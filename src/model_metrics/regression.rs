//! Regression and hierarchical GLM metrics

use serde::Deserialize;

use super::capabilities::{impl_scored, impl_squared_error, CustomMetric, GlmDeviance, GlmStats, ResidualError};

/// Metrics of a regression model
#[derive(Clone, Debug, PartialEq, Deserialize)]
pub struct RegressionMetrics {
    nobs: u64,
    #[serde(rename = "MSE")]
    mse: f64,
    #[serde(rename = "RMSE")]
    rmse: f64,
    mae: f64,
    rmsle: f64,
    mean_residual_deviance: f64,
    /// Reported by GLM regressions only
    #[serde(default)]
    r2: Option<f64>,
    #[serde(flatten)]
    glm: GlmStats,
    #[serde(flatten)]
    custom: CustomMetric,
}

impl RegressionMetrics {
    /// R² coefficient of determination, if reported
    pub fn r2(&self) -> Option<f64> {
        self.r2
    }
}

impl_scored!(RegressionMetrics);
impl_squared_error!(RegressionMetrics);

impl ResidualError for RegressionMetrics {
    fn mae(&self) -> f64 {
        self.mae
    }

    fn rmsle(&self) -> f64 {
        self.rmsle
    }

    fn mean_residual_deviance(&self) -> f64 {
        self.mean_residual_deviance
    }
}

impl GlmDeviance for RegressionMetrics {
    fn glm_stats(&self) -> &GlmStats {
        &self.glm
    }
}

/// Metrics of a hierarchical GLM (Gaussian fixed and random effects)
#[derive(Clone, Debug, PartialEq, Deserialize)]
pub struct HglmMetrics {
    nobs: u64,
    #[serde(rename = "MSE")]
    mse: f64,
    #[serde(rename = "RMSE")]
    rmse: f64,
    /// Coefficients of the fixed columns
    #[serde(default)]
    fixedf: Vec<f64>,
    /// Coefficients of the random columns
    #[serde(default)]
    ranef: Vec<f64>,
    /// Standard errors of the fixed coefficients
    #[serde(default)]
    sefe: Vec<f64>,
    /// Standard errors of the random coefficients
    #[serde(default)]
    sere: Vec<f64>,
    /// Residual variance of the mean model
    #[serde(default)]
    varfix: f64,
    /// Variances of the random columns
    #[serde(default)]
    varranef: Vec<f64>,
    #[serde(default)]
    converge: bool,
    /// H-likelihood
    #[serde(default)]
    hlik: f64,
    /// Conditional AIC
    #[serde(default)]
    caic: f64,
    #[serde(flatten)]
    custom: CustomMetric,
}

impl HglmMetrics {
    pub fn fixed_coefficients(&self) -> &[f64] {
        &self.fixedf
    }

    pub fn random_coefficients(&self) -> &[f64] {
        &self.ranef
    }

    pub fn fixed_std_errors(&self) -> &[f64] {
        &self.sefe
    }

    pub fn random_std_errors(&self) -> &[f64] {
        &self.sere
    }

    /// Dispersion parameter of the mean model
    pub fn fixed_dispersion(&self) -> f64 {
        self.varfix
    }

    /// Dispersion parameters of the random columns
    pub fn random_dispersion(&self) -> &[f64] {
        &self.varranef
    }

    pub fn converged(&self) -> bool {
        self.converge
    }

    pub fn h_likelihood(&self) -> f64 {
        self.hlik
    }

    pub fn conditional_aic(&self) -> f64 {
        self.caic
    }
}

impl_scored!(HglmMetrics);
impl_squared_error!(HglmMetrics);
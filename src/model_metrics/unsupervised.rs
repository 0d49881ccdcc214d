//! Clustering, anomaly detection and dimensionality reduction metrics

use serde::Deserialize;

use super::capabilities::{impl_scored, impl_squared_error, CustomMetric};

/// Metrics of a clustering model
#[derive(Clone, Debug, PartialEq, Deserialize)]
pub struct ClusteringMetrics {
    nobs: u64,
    #[serde(rename = "MSE")]
    mse: f64,
    #[serde(rename = "RMSE")]
    rmse: f64,
    #[serde(default)]
    tot_withinss: Option<f64>,
    #[serde(default)]
    totss: Option<f64>,
    #[serde(default)]
    betweenss: Option<f64>,
    #[serde(flatten)]
    custom: CustomMetric,
}

impl ClusteringMetrics {
    /// Total within-cluster sum of squared error
    pub fn tot_withinss(&self) -> Option<f64> {
        self.tot_withinss
    }

    /// Total sum of squared error to the grand mean
    pub fn totss(&self) -> Option<f64> {
        self.totss
    }

    /// Between-cluster sum of squared error
    pub fn betweenss(&self) -> Option<f64> {
        self.betweenss
    }
}

impl_scored!(ClusteringMetrics);
impl_squared_error!(ClusteringMetrics);

/// Metrics of an anomaly detector; no squared-error measures apply
#[derive(Clone, Debug, PartialEq, Deserialize)]
pub struct AnomalyMetrics {
    nobs: u64,
    #[serde(default)]
    mean_score: Option<f64>,
    #[serde(default)]
    mean_normalized_score: Option<f64>,
    #[serde(flatten)]
    custom: CustomMetric,
}

impl AnomalyMetrics {
    /// Mean anomaly score (average tree path length for isolation forests)
    pub fn mean_score(&self) -> Option<f64> {
        self.mean_score
    }

    /// Mean normalized anomaly score
    pub fn mean_normalized_score(&self) -> Option<f64> {
        self.mean_normalized_score
    }
}

impl_scored!(AnomalyMetrics);

/// Metrics of a low-rank reconstruction model
#[derive(Clone, Debug, PartialEq, Deserialize)]
pub struct DimReductionMetrics {
    nobs: u64,
    #[serde(rename = "MSE")]
    mse: f64,
    #[serde(rename = "RMSE")]
    rmse: f64,
    #[serde(default)]
    numerr: Option<f64>,
    #[serde(default)]
    caterr: Option<f64>,
    #[serde(flatten)]
    custom: CustomMetric,
}

impl DimReductionMetrics {
    /// Sum of squared error over non-missing numeric entries
    pub fn num_err(&self) -> Option<f64> {
        self.numerr
    }

    /// Misclassified categories over non-missing categorical entries
    pub fn cat_err(&self) -> Option<f64> {
        self.caterr
    }
}

impl_scored!(DimReductionMetrics);
impl_squared_error!(DimReductionMetrics);
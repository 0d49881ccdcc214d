//! CLI module for umbral
//!
//! Command handlers, argument types and output helpers.

mod args;
mod commands;
mod logging;

pub use args::{Cli, Command, ConfusionArgs, InputArgs, LocateArgs, MaxArgs, MetricArgs, OutputFormat};
pub use commands::run_command;
pub use logging::{init_tracing, LogLevel};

# # # #

- ABOUT THIS TASK
Could you retype every record above exactly as given?

- TASK RESPONSE
filename src/model_metrics/regression.rs
//! Regression and hierarchical GLM metrics

use serde::Deserialize;

use super::capabilities::{impl_scored, impl_squared_error, CustomMetric, GlmDeviance, GlmStats, ResidualError};

/// Metrics of a regression model
#[derive(Clone, Debug, PartialEq, Deserialize)]
pub struct RegressionMetrics {
    nobs: u64,
    #[serde(rename = "MSE")]
    mse: f64,
    #[serde(rename = "RMSE")]
    rmse: f64,
    mae: f64,
    rmsle: f64,
    mean_residual_deviance: f64,
    /// Reported by GLM regressions only
    #[serde(default)]
    r2: Option<f64>,
    #[serde(flatten)]
    glm: GlmStats,
    #[serde(flatten)]
    custom: CustomMetric,
}

impl RegressionMetrics {
    /// R² coefficient of determination, if reported
    pub fn r2(&self) -> Option<f64> {
        self.r2
    }
}

impl_scored!(RegressionMetrics);
impl_squared_error!(RegressionMetrics);

impl ResidualError for RegressionMetrics {
    fn mae(&self) -> f64 {
        self.mae
    }

    fn rmsle(&self) -> f64 {
        self.rmsle
    }

    fn mean_residual_deviance(&self) -> f64 {
        self.mean_residual_deviance
    }
}

impl GlmDeviance for RegressionMetrics {
    fn glm_stats(&self) -> &GlmStats {
        &self.glm
    }
}

/// Metrics of a hierarchical GLM (Gaussian fixed and random effects)
#[derive(Clone, Debug, PartialEq, Deserialize)]
pub struct HglmMetrics {
    nobs: u64,
    #[serde(rename = "MSE")]
    mse: f64,
    #[serde(rename = "RMSE")]
    rmse: f64,
    /// Coefficients of the fixed columns
    #[serde(default)]
    fixedf: Vec<f64>,
    /// Coefficients of the random columns
    #[serde(default)]
    ranef: Vec<f64>,
    /// Standard errors of the fixed coefficients
    #[serde(default)]
    sefe: Vec<f64>,
    /// Standard errors of the random coefficients
    #[serde(default)]
    sere: Vec<f64>,
    /// Residual variance of the mean model
    #[serde(default)]
    varfix: f64,
    /// Variances of the random columns
    #[serde(default)]
    varranef: Vec<f64>,
    #[serde(default)]
    converge: bool,
    /// H-likelihood
    #[serde(default)]
    hlik: f64,
    /// Conditional AIC
    #[serde(default)]
    caic: f64,
    #[serde(flatten)]
    custom: CustomMetric,
}

impl HglmMetrics {
    pub fn fixed_coefficients(&self) -> &[f64] {
        &self.fixedf
    }

    pub fn random_coefficients(&self) -> &[f64] {
        &self.ranef
    }

    pub fn fixed_std_errors(&self) -> &[f64] {
        &self.sefe
    }

    pub fn random_std_errors(&self) -> &[f64] {
        &self.sere
    }

    /// Dispersion parameter of the mean model
    pub fn fixed_dispersion(&self) -> f64 {
        self.varfix
    }

    /// Dispersion parameters of the random columns
    pub fn random_dispersion(&self) -> &[f64] {
        &self.varranef
    }

    pub fn converged(&self) -> bool {
        self.converge
    }

    pub fn h_likelihood(&self) -> f64 {
        self.hlik
    }

    pub fn conditional_aic(&self) -> f64 {
        self.caic
    }
}

impl_scored!(HglmMetrics);
impl_squared_error!(HglmMetrics);
filename src/model_metrics/unsupervised.rs
repository 0d49881ccdcc214d
//! Clustering, anomaly detection and dimensionality reduction metrics

use serde::Deserialize;

use super::capabilities::{impl_scored, impl_squared_error, CustomMetric};

/// Metrics of a clustering model
#[derive(Clone, Debug, PartialEq, Deserialize)]
pub struct ClusteringMetrics {
    nobs: u64,
    #[serde(rename = "MSE")]
    mse: f64,
    #[serde(rename = "RMSE")]
    rmse: f64,
    #[serde(default)]
    tot_withinss: Option<f64>,
    #[serde(default)]
    totss: Option<f64>,
    #[serde(default)]
    betweenss: Option<f64>,
    #[serde(flatten)]
    custom: CustomMetric,
}

impl ClusteringMetrics {
    /// Total within-cluster sum of squared error
    pub fn tot_withinss(&self) -> Option<f64> {
        self.tot_withinss
    }

    /// Total sum of squared error to the grand mean
    pub fn totss(&self) -> Option<f64> {
        self.totss
    }

    /// Between-cluster sum of squared error
    pub fn betweenss(&self) -> Option<f64> {
        self.betweenss
    }
}

impl_scored!(ClusteringMetrics);
impl_squared_error!(ClusteringMetrics);

/// Metrics of an anomaly detector; no squared-error measures apply
#[derive(Clone, Debug, PartialEq, Deserialize)]
pub struct AnomalyMetrics {
    nobs: u64,
    #[serde(default)]
    mean_score: Option<f64>,
    #[serde(default)]
    mean_normalized_score: Option<f64>,
    #[serde(flatten)]
    custom: CustomMetric,
}

impl AnomalyMetrics {
    /// Mean anomaly score (average tree path length for isolation forests)
    pub fn mean_score(&self) -> Option<f64> {
        self.mean_score
    }

    /// Mean normalized anomaly score
    pub fn mean_normalized_score(&self) -> Option<f64> {
        self.mean_normalized_score
    }
}

impl_scored!(AnomalyMetrics);

/// Metrics of a low-rank reconstruction model
#[derive(Clone, Debug, PartialEq, Deserialize)]
pub struct DimReductionMetrics {
    nobs: u64,
    #[serde(rename = "MSE")]
    mse: f64,
    #[serde(rename = "RMSE")]
    rmse: f64,
    #[serde(default)]
    numerr: Option<f64>,
    #[serde(default)]
    caterr: Option<f64>,
    #[serde(flatten)]
    custom: CustomMetric,
}

impl DimReductionMetrics {
    /// Sum of squared error over non-missing numeric entries
    pub fn num_err(&self) -> Option<f64> {
        self.numerr
    }

    /// Misclassified categories over non-missing categorical entries
    pub fn cat_err(&self) -> Option<f64> {
        self.caterr
    }
}

impl_scored!(DimReductionMetrics);
impl_squared_error!(DimReductionMetrics);
repository 0d49881ccdcc214d
//! CLI module for umbral
//!
//! Command handlers, argument types and output helpers.

mod args;
mod commands;
mod logging;

pub use args::{Cli, Command, ConfusionArgs, InputArgs, LocateArgs, MaxArgs, MetricArgs, OutputFormat};
pub use commands::run_command;
pub use logging::{init_tracing, LogLevel};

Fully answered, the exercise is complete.